• DESCRIPTION OF THE TASK
Repeat each of these records exactly.

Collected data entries
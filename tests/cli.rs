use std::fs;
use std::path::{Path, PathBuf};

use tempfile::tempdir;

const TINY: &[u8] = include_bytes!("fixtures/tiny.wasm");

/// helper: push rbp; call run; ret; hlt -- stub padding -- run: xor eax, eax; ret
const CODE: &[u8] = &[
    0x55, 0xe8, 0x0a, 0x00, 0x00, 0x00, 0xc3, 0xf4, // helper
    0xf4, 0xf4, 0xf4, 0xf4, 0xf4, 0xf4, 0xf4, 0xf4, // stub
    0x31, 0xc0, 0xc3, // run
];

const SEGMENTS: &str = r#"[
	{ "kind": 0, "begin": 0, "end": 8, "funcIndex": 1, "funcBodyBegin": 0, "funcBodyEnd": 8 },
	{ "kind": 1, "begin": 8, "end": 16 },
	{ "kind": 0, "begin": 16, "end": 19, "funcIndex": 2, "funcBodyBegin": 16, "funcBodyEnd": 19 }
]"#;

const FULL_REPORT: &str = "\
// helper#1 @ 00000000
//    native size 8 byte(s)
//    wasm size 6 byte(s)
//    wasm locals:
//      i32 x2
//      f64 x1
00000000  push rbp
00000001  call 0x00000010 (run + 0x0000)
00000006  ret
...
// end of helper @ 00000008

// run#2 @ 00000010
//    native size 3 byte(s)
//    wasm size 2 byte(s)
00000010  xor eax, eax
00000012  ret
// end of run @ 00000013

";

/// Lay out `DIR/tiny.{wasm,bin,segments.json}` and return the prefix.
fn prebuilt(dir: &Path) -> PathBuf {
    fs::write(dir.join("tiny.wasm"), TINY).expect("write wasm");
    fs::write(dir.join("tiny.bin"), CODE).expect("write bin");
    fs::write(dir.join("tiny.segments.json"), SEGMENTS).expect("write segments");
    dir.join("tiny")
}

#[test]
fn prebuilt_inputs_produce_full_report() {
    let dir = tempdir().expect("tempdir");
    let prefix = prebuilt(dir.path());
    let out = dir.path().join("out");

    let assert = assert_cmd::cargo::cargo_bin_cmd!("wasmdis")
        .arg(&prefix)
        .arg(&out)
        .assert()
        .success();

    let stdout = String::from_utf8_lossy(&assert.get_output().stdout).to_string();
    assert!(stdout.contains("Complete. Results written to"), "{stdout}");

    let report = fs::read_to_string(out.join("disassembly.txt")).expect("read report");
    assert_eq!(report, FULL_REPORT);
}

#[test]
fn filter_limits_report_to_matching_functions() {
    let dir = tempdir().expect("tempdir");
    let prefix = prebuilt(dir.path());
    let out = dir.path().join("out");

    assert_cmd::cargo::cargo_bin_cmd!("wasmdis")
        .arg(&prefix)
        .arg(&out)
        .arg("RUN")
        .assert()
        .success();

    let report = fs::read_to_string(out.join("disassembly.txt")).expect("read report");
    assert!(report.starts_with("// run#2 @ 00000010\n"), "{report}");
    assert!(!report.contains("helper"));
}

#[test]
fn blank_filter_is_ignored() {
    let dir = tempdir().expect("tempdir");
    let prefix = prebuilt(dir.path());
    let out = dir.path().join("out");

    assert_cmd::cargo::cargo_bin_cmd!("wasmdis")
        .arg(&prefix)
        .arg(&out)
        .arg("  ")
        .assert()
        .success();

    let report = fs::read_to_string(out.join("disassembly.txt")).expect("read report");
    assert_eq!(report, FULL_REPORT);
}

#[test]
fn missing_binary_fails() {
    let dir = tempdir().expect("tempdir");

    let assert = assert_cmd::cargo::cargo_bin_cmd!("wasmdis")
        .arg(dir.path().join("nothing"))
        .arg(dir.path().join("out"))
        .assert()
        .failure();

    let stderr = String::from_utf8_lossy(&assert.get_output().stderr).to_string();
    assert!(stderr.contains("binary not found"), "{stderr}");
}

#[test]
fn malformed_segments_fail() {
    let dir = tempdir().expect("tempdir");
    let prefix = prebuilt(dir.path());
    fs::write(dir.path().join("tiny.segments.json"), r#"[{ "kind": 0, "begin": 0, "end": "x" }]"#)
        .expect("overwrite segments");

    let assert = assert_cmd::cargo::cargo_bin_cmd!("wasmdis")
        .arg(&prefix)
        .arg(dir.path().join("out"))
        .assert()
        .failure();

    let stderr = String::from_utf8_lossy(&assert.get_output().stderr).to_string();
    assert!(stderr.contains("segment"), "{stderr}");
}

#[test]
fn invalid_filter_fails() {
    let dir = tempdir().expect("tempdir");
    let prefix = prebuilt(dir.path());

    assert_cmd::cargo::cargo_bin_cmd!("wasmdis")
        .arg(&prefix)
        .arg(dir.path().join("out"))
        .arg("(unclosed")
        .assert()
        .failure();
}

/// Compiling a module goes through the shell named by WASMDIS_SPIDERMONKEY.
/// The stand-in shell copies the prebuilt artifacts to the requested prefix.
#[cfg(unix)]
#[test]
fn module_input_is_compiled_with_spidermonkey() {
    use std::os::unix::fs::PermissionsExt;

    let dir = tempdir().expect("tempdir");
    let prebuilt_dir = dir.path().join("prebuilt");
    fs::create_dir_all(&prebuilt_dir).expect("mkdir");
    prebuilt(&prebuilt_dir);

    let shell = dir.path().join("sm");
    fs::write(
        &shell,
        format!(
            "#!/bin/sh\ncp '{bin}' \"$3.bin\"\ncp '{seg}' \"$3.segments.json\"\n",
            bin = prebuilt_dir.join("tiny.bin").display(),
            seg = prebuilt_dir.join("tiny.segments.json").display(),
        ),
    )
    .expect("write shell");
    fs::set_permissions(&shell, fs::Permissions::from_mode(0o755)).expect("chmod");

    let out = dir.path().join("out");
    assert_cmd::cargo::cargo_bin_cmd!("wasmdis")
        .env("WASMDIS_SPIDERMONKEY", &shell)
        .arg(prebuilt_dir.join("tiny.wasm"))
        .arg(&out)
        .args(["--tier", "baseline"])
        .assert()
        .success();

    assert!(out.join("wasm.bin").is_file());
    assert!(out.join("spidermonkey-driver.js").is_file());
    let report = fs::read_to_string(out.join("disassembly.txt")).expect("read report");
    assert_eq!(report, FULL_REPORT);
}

• OUTPUT OF THE TASK
filename tests/cli.rs
use std::fs;
use std::path::{Path, PathBuf};

use tempfile::tempdir;

const TINY: &[u8] = include_bytes!("fixtures/tiny.wasm");

/// helper: push rbp; call run; ret; hlt -- stub padding -- run: xor eax, eax; ret
const CODE: &[u8] = &[
    0x55, 0xe8, 0x0a, 0x00, 0x00, 0x00, 0xc3, 0xf4, // helper
    0xf4, 0xf4, 0xf4, 0xf4, 0xf4, 0xf4, 0xf4, 0xf4, // stub
    0x31, 0xc0, 0xc3, // run
];

const SEGMENTS: &str = r#"[
	{ "kind": 0, "begin": 0, "end": 8, "funcIndex": 1, "funcBodyBegin": 0, "funcBodyEnd": 8 },
	{ "kind": 1, "begin": 8, "end": 16 },
	{ "kind": 0, "begin": 16, "end": 19, "funcIndex": 2, "funcBodyBegin": 16, "funcBodyEnd": 19 }
]"#;

const FULL_REPORT: &str = "\
// helper#1 @ 00000000
//    native size 8 byte(s)
//    wasm size 6 byte(s)
//    wasm locals:
//      i32 x2
//      f64 x1
00000000  push rbp
00000001  call 0x00000010 (run + 0x0000)
00000006  ret
...
// end of helper @ 00000008

// run#2 @ 00000010
//    native size 3 byte(s)
//    wasm size 2 byte(s)
00000010  xor eax, eax
00000012  ret
// end of run @ 00000013

";

/// Lay out `DIR/tiny.{wasm,bin,segments.json}` and return the prefix.
fn prebuilt(dir: &Path) -> PathBuf {
    fs::write(dir.join("tiny.wasm"), TINY).expect("write wasm");
    fs::write(dir.join("tiny.bin"), CODE).expect("write bin");
    fs::write(dir.join("tiny.segments.json"), SEGMENTS).expect("write segments");
    dir.join("tiny")
}

#[test]
fn prebuilt_inputs_produce_full_report() {
    let dir = tempdir().expect("tempdir");
    let prefix = prebuilt(dir.path());
    let out = dir.path().join("out");

    let assert = assert_cmd::cargo::cargo_bin_cmd!("wasmdis")
        .arg(&prefix)
        .arg(&out)
        .assert()
        .success();

    let stdout = String::from_utf8_lossy(&assert.get_output().stdout).to_string();
    assert!(stdout.contains("Complete. Results written to"), "{stdout}");

    let report = fs::read_to_string(out.join("disassembly.txt")).expect("read report");
    assert_eq!(report, FULL_REPORT);
}

#[test]
fn filter_limits_report_to_matching_functions() {
    let dir = tempdir().expect("tempdir");
    let prefix = prebuilt(dir.path());
    let out = dir.path().join("out");

    assert_cmd::cargo::cargo_bin_cmd!("wasmdis")
        .arg(&prefix)
        .arg(&out)
        .arg("RUN")
        .assert()
        .success();

    let report = fs::read_to_string(out.join("disassembly.txt")).expect("read report");
    assert!(report.starts_with("// run#2 @ 00000010\n"), "{report}");
    assert!(!report.contains("helper"));
}

#[test]
fn blank_filter_is_ignored() {
    let dir = tempdir().expect("tempdir");
    let prefix = prebuilt(dir.path());
    let out = dir.path().join("out");

    assert_cmd::cargo::cargo_bin_cmd!("wasmdis")
        .arg(&prefix)
        .arg(&out)
        .arg("  ")
        .assert()
        .success();

    let report = fs::read_to_string(out.join("disassembly.txt")).expect("read report");
    assert_eq!(report, FULL_REPORT);
}

#[test]
fn missing_binary_fails() {
    let dir = tempdir().expect("tempdir");

    let assert = assert_cmd::cargo::cargo_bin_cmd!("wasmdis")
        .arg(dir.path().join("nothing"))
        .arg(dir.path().join("out"))
        .assert()
        .failure();

    let stderr = String::from_utf8_lossy(&assert.get_output().stderr).to_string();
    assert!(stderr.contains("binary not found"), "{stderr}");
}

#[test]
fn malformed_segments_fail() {
    let dir = tempdir().expect("tempdir");
    let prefix = prebuilt(dir.path());
    fs::write(dir.path().join("tiny.segments.json"), r#"[{ "kind": 0, "begin": 0, "end": "x" }]"#)
        .expect("overwrite segments");

    let assert = assert_cmd::cargo::cargo_bin_cmd!("wasmdis")
        .arg(&prefix)
        .arg(dir.path().join("out"))
        .assert()
        .failure();

    let stderr = String::from_utf8_lossy(&assert.get_output().stderr).to_string();
    assert!(stderr.contains("segment"), "{stderr}");
}

#[test]
fn invalid_filter_fails() {
    let dir = tempdir().expect("tempdir");
    let prefix = prebuilt(dir.path());

    assert_cmd::cargo::cargo_bin_cmd!("wasmdis")
        .arg(&prefix)
        .arg(dir.path().join("out"))
        .arg("(unclosed")
        .assert()
        .failure();
}

/// Compiling a module goes through the shell named by WASMDIS_SPIDERMONKEY.
/// The stand-in shell copies the prebuilt artifacts to the requested prefix.
#[cfg(unix)]
#[test]
fn module_input_is_compiled_with_spidermonkey() {
    use std::os::unix::fs::PermissionsExt;

    let dir = tempdir().expect("tempdir");
    let prebuilt_dir = dir.path().join("prebuilt");
    fs::create_dir_all(&prebuilt_dir).expect("mkdir");
    prebuilt(&prebuilt_dir);

    let shell = dir.path().join("sm");
    fs::write(
        &shell,
        format!(
            "#!/bin/sh\ncp '{bin}' \"$3.bin\"\ncp '{seg}' \"$3.segments.json\"\n",
            bin = prebuilt_dir.join("tiny.bin").display(),
            seg = prebuilt_dir.join("tiny.segments.json").display(),
        ),
    )
    .expect("write shell");
    fs::set_permissions(&shell, fs::Permissions::from_mode(0o755)).expect("chmod");

    let out = dir.path().join("out");
    assert_cmd::cargo::cargo_bin_cmd!("wasmdis")
        .env("WASMDIS_SPIDERMONKEY", &shell)
        .arg(prebuilt_dir.join("tiny.wasm"))
        .arg(&out)
        .args(["--tier", "baseline"])
        .assert()
        .success();

    assert!(out.join("wasm.bin").is_file());
    assert!(out.join("spidermonkey-driver.js").is_file());
    let report = fs::read_to_string(out.join("disassembly.txt")).expect("read report");
    assert_eq!(report, FULL_REPORT);
}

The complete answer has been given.